■ **RAW DATA**
═══

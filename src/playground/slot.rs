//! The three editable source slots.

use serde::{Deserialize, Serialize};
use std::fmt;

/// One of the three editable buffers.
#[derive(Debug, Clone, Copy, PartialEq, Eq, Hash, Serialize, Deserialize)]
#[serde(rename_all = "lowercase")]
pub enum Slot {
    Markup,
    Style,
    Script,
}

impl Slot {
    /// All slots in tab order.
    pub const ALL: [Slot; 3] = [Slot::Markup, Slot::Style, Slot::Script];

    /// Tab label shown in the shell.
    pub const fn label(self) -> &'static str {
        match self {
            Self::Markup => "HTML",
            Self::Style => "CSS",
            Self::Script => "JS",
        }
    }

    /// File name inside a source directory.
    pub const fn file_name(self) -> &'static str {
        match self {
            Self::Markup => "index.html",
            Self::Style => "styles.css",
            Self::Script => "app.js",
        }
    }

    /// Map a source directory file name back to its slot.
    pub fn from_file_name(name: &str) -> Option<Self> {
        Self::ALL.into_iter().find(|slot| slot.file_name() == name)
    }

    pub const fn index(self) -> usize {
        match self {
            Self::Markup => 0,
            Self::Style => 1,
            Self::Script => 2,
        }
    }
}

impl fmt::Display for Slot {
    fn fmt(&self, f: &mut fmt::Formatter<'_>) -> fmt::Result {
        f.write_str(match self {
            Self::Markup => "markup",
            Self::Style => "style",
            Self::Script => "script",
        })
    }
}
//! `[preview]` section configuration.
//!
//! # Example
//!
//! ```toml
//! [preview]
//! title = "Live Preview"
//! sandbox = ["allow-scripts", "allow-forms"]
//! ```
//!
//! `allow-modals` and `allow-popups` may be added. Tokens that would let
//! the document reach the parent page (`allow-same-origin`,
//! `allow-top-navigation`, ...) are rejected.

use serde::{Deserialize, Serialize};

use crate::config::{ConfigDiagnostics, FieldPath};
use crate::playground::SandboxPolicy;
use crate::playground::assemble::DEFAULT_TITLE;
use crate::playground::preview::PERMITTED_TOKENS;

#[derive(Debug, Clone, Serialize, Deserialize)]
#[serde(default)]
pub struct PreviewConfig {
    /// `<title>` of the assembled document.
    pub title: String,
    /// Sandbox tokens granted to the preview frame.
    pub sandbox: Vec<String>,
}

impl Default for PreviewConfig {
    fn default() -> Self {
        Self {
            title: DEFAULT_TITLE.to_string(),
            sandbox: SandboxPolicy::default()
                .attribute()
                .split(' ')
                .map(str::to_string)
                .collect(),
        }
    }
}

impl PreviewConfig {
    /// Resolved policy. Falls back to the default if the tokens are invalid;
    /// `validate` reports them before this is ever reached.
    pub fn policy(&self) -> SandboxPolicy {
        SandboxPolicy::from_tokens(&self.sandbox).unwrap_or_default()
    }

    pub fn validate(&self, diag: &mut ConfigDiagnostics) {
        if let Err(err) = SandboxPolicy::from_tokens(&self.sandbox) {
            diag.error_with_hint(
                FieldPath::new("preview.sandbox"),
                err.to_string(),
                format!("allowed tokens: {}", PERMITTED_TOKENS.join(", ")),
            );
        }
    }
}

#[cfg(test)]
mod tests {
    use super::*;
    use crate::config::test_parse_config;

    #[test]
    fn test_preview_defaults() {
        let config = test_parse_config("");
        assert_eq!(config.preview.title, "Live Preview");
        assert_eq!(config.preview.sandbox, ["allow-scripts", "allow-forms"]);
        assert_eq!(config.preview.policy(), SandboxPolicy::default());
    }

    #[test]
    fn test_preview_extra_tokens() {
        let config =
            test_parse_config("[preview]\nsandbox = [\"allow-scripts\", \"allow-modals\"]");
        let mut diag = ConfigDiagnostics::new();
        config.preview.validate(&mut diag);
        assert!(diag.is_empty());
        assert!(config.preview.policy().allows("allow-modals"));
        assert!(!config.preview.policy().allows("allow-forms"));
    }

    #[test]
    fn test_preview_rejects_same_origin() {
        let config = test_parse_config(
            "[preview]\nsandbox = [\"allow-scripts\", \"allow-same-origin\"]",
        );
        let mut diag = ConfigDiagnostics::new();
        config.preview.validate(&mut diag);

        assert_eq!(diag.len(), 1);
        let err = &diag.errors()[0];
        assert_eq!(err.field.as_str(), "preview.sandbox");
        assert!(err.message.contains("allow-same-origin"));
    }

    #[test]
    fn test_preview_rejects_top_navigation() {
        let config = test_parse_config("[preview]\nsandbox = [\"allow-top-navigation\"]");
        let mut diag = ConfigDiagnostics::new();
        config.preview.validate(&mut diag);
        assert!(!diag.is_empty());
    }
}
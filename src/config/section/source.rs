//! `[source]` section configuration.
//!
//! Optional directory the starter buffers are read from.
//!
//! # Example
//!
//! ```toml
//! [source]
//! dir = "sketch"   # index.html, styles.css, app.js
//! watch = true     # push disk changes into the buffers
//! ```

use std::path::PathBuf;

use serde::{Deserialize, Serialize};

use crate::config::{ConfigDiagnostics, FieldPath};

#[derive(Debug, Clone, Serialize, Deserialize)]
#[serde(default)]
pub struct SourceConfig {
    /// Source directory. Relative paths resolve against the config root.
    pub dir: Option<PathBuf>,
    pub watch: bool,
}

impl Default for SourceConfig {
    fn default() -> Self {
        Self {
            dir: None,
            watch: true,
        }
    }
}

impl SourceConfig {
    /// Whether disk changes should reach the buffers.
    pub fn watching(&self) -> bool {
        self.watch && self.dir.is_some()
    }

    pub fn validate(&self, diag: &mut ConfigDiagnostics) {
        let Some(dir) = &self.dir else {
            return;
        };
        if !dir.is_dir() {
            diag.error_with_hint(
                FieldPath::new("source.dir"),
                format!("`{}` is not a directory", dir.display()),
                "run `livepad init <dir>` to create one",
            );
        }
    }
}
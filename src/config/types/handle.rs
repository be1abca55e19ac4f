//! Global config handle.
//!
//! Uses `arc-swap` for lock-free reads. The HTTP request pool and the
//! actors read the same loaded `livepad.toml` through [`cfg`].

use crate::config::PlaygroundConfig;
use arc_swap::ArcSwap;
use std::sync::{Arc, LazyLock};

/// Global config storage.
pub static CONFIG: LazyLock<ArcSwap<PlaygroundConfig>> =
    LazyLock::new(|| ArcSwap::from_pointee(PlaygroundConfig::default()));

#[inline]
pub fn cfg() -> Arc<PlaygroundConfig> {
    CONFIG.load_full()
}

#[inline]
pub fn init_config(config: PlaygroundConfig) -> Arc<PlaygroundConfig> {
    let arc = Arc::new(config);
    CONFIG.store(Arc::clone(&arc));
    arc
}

═══

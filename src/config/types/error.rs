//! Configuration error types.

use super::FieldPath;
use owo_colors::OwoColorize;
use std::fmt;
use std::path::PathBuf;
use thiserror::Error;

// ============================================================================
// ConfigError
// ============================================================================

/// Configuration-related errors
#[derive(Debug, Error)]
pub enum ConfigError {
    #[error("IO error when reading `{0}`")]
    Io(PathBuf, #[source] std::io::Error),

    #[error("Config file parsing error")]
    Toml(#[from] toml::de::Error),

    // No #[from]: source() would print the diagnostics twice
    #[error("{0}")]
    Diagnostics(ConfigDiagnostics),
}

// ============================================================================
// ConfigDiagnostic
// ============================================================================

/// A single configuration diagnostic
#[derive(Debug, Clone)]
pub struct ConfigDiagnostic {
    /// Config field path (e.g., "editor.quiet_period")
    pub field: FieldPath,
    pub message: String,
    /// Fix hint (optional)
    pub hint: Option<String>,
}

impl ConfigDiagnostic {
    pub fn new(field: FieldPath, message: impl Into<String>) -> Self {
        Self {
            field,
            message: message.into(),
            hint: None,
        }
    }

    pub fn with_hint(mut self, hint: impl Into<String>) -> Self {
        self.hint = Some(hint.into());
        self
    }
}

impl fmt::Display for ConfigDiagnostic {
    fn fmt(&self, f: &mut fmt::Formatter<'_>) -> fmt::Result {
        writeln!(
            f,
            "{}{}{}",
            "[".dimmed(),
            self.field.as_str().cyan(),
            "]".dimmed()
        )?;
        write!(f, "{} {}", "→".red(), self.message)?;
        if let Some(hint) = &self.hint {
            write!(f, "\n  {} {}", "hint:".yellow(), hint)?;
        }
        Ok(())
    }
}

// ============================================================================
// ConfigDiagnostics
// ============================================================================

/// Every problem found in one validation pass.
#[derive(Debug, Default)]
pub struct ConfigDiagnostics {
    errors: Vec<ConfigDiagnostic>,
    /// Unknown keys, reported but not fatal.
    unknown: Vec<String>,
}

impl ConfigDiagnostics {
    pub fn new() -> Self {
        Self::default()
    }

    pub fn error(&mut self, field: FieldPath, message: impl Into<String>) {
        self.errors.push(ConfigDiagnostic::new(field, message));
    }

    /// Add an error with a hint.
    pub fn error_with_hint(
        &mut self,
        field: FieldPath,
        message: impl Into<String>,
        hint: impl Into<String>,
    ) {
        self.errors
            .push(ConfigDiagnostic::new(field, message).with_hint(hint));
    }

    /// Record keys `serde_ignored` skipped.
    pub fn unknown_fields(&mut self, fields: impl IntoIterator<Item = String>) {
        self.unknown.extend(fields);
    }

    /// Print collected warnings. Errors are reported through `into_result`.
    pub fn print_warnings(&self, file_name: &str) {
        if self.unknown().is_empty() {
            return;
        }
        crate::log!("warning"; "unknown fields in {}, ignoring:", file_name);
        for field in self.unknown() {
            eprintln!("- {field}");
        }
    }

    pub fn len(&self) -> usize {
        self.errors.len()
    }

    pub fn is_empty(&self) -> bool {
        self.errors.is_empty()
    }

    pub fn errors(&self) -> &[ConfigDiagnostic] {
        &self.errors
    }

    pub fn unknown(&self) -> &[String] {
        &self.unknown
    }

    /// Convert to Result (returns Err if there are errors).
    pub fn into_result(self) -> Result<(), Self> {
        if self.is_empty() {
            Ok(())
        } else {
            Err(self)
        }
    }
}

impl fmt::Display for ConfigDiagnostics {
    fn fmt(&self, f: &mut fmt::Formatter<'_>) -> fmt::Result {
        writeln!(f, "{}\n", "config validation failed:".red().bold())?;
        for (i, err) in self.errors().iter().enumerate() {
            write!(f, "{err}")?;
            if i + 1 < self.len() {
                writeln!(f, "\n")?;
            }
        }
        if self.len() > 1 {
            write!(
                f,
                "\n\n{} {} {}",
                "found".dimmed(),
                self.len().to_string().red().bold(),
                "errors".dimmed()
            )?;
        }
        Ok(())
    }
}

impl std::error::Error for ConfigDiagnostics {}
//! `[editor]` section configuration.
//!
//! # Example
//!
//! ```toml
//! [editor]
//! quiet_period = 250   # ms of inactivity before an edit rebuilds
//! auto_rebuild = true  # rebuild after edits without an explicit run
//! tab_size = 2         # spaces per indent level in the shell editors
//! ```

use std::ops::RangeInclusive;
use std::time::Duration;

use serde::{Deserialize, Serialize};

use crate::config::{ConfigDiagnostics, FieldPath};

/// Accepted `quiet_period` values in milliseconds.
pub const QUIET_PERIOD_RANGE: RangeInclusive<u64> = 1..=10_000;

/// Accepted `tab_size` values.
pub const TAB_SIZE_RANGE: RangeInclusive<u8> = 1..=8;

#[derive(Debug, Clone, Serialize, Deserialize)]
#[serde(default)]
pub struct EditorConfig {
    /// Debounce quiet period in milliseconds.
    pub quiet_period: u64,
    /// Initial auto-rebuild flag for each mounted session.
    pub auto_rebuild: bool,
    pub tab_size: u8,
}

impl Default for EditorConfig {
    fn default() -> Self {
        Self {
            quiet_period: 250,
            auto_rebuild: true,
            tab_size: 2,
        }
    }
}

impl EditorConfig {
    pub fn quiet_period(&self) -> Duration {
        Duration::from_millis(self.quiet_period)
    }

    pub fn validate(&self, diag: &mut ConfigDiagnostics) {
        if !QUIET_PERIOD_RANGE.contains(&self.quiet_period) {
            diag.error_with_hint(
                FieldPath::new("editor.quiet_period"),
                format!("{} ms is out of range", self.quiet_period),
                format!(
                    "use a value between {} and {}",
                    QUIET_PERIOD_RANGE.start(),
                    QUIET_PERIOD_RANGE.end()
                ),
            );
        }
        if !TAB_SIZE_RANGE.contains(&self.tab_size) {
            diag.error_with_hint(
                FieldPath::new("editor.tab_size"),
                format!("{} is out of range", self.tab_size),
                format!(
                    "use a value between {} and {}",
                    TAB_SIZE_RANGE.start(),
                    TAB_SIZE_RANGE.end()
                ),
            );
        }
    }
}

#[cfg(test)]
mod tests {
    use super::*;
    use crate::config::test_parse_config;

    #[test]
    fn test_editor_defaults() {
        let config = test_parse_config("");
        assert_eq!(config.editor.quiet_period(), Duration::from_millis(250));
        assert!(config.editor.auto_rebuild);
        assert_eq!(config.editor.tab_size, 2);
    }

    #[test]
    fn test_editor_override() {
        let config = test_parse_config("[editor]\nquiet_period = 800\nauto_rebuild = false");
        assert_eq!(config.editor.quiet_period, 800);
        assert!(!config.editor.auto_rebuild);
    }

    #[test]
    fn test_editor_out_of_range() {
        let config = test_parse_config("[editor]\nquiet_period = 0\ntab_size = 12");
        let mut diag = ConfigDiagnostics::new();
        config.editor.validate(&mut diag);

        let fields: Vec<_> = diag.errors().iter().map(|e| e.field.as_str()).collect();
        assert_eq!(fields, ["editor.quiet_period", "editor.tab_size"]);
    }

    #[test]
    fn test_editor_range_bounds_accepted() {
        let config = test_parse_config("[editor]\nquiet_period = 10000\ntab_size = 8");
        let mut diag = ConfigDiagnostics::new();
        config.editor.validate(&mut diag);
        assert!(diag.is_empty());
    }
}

═══

■ **REQUIREMENT**
Copy each line of the records that has "scripts" in it.

■ **RESULT OF THIS TASK**
//! sandbox = ["allow-scripts", "allow-forms"]
        assert_eq!(config.preview.sandbox, ["allow-scripts", "allow-forms"]);
            test_parse_config("[preview]\nsandbox = [\"allow-scripts\", \"allow-modals\"]");
            "[preview]\nsandbox = [\"allow-scripts\", \"allow-same-origin\"]",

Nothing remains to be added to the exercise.